| Exercise objective |
All lines from the start of the listing below through the line containing "Pierre Fitness Intelligence" are to be written out again exactly, and no others.

+ + + + + + +

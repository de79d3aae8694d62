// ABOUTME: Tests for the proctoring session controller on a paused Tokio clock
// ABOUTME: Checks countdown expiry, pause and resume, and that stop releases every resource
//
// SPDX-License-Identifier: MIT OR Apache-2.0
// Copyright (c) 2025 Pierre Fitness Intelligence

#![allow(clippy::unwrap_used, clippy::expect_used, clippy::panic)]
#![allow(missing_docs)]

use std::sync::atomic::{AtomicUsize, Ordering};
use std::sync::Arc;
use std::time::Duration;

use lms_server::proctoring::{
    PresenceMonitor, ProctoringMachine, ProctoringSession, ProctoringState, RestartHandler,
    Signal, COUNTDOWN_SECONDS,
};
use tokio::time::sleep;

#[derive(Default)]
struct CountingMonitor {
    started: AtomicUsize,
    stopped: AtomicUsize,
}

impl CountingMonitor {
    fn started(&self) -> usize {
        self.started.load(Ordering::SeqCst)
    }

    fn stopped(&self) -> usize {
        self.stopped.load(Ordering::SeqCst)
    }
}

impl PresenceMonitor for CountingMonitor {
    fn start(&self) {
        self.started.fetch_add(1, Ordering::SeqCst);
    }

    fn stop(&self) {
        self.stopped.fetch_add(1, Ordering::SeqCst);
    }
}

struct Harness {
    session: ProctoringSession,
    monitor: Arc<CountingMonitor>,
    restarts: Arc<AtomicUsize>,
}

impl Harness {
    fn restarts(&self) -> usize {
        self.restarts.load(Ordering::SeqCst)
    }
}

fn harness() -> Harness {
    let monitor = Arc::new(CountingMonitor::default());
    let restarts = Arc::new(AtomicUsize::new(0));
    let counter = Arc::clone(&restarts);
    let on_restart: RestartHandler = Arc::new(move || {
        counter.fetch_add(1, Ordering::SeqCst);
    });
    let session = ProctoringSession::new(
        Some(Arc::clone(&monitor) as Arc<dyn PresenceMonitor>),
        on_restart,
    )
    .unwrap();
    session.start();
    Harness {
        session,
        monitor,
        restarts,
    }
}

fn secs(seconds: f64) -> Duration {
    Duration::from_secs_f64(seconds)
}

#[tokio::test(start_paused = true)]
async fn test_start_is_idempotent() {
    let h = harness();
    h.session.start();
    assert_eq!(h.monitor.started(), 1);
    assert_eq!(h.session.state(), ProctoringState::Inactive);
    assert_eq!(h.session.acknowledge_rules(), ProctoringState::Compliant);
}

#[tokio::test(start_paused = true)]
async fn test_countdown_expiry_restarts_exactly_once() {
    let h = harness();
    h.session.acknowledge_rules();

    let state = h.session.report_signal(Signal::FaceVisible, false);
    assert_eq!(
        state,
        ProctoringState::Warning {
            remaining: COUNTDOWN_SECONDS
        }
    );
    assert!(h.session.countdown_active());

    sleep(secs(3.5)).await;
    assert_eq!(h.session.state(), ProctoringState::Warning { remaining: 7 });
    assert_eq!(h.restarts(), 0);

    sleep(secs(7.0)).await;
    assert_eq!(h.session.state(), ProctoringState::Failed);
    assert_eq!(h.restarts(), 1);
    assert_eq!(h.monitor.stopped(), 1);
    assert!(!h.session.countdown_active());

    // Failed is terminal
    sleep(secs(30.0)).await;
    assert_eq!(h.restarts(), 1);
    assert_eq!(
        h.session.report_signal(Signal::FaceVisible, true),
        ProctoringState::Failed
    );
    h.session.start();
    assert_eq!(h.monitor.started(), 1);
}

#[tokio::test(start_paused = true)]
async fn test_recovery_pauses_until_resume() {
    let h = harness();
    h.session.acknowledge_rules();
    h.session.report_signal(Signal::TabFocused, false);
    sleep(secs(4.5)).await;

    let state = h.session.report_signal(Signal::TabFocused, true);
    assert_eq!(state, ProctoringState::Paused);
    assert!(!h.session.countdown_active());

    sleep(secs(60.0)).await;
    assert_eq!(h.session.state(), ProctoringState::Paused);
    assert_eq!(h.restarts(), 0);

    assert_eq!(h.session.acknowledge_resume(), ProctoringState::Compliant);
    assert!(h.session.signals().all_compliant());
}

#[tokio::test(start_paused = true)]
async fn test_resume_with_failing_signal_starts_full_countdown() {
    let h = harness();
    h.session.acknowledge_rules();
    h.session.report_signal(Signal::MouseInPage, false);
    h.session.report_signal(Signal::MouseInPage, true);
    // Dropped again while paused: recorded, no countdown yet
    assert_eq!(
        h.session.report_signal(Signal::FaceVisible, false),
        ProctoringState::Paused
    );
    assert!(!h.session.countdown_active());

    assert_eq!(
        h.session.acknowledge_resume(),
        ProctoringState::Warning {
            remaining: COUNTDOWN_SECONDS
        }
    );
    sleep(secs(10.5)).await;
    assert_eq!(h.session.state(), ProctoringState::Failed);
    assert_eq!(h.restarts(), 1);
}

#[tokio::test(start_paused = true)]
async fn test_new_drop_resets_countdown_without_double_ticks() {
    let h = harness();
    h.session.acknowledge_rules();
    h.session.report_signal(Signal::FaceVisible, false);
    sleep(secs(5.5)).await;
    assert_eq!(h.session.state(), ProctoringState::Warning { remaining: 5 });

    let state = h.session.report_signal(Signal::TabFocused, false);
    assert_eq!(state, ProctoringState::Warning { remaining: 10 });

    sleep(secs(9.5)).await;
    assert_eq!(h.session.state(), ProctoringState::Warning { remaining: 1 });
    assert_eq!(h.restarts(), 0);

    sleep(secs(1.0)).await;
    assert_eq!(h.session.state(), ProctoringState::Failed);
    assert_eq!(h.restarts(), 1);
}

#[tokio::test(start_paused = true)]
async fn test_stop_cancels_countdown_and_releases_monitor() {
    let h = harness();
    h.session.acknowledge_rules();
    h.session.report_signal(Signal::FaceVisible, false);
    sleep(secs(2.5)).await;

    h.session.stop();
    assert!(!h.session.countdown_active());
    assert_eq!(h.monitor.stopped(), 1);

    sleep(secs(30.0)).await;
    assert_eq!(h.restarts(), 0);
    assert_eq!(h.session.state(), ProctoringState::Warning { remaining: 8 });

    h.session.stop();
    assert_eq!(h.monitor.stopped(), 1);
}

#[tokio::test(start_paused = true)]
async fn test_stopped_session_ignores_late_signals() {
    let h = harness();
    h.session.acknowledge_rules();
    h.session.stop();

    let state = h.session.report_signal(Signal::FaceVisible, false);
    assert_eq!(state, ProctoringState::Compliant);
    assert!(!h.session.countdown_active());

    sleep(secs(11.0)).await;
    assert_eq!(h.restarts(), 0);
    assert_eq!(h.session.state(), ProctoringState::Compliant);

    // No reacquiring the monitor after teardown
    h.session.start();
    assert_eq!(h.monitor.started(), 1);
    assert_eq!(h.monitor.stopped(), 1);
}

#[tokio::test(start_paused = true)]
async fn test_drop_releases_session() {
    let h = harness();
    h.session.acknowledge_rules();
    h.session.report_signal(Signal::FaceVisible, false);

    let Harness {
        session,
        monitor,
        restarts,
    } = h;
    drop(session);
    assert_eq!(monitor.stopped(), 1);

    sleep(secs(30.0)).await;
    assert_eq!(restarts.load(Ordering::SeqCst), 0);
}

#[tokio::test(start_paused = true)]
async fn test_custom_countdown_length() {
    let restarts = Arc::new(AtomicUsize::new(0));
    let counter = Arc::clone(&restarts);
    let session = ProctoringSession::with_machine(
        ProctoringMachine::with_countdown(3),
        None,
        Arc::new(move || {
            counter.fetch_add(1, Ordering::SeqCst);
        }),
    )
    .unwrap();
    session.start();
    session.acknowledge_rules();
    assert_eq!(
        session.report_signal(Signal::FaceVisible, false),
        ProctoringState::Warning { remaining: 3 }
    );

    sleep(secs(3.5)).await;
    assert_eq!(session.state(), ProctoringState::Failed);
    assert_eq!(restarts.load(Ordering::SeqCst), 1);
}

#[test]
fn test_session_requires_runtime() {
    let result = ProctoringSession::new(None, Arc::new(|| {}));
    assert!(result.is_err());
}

+ + + + + + +

| Response |
repository de79d3aae8694d62
// ABOUTME: Tests for the proctoring session controller on a paused Tokio clock
// ABOUTME: Checks countdown expiry, pause and resume, and that stop releases every resource
//
// SPDX-License-Identifier: MIT OR Apache-2.0
// Copyright (c) 2025 Pierre Fitness Intelligence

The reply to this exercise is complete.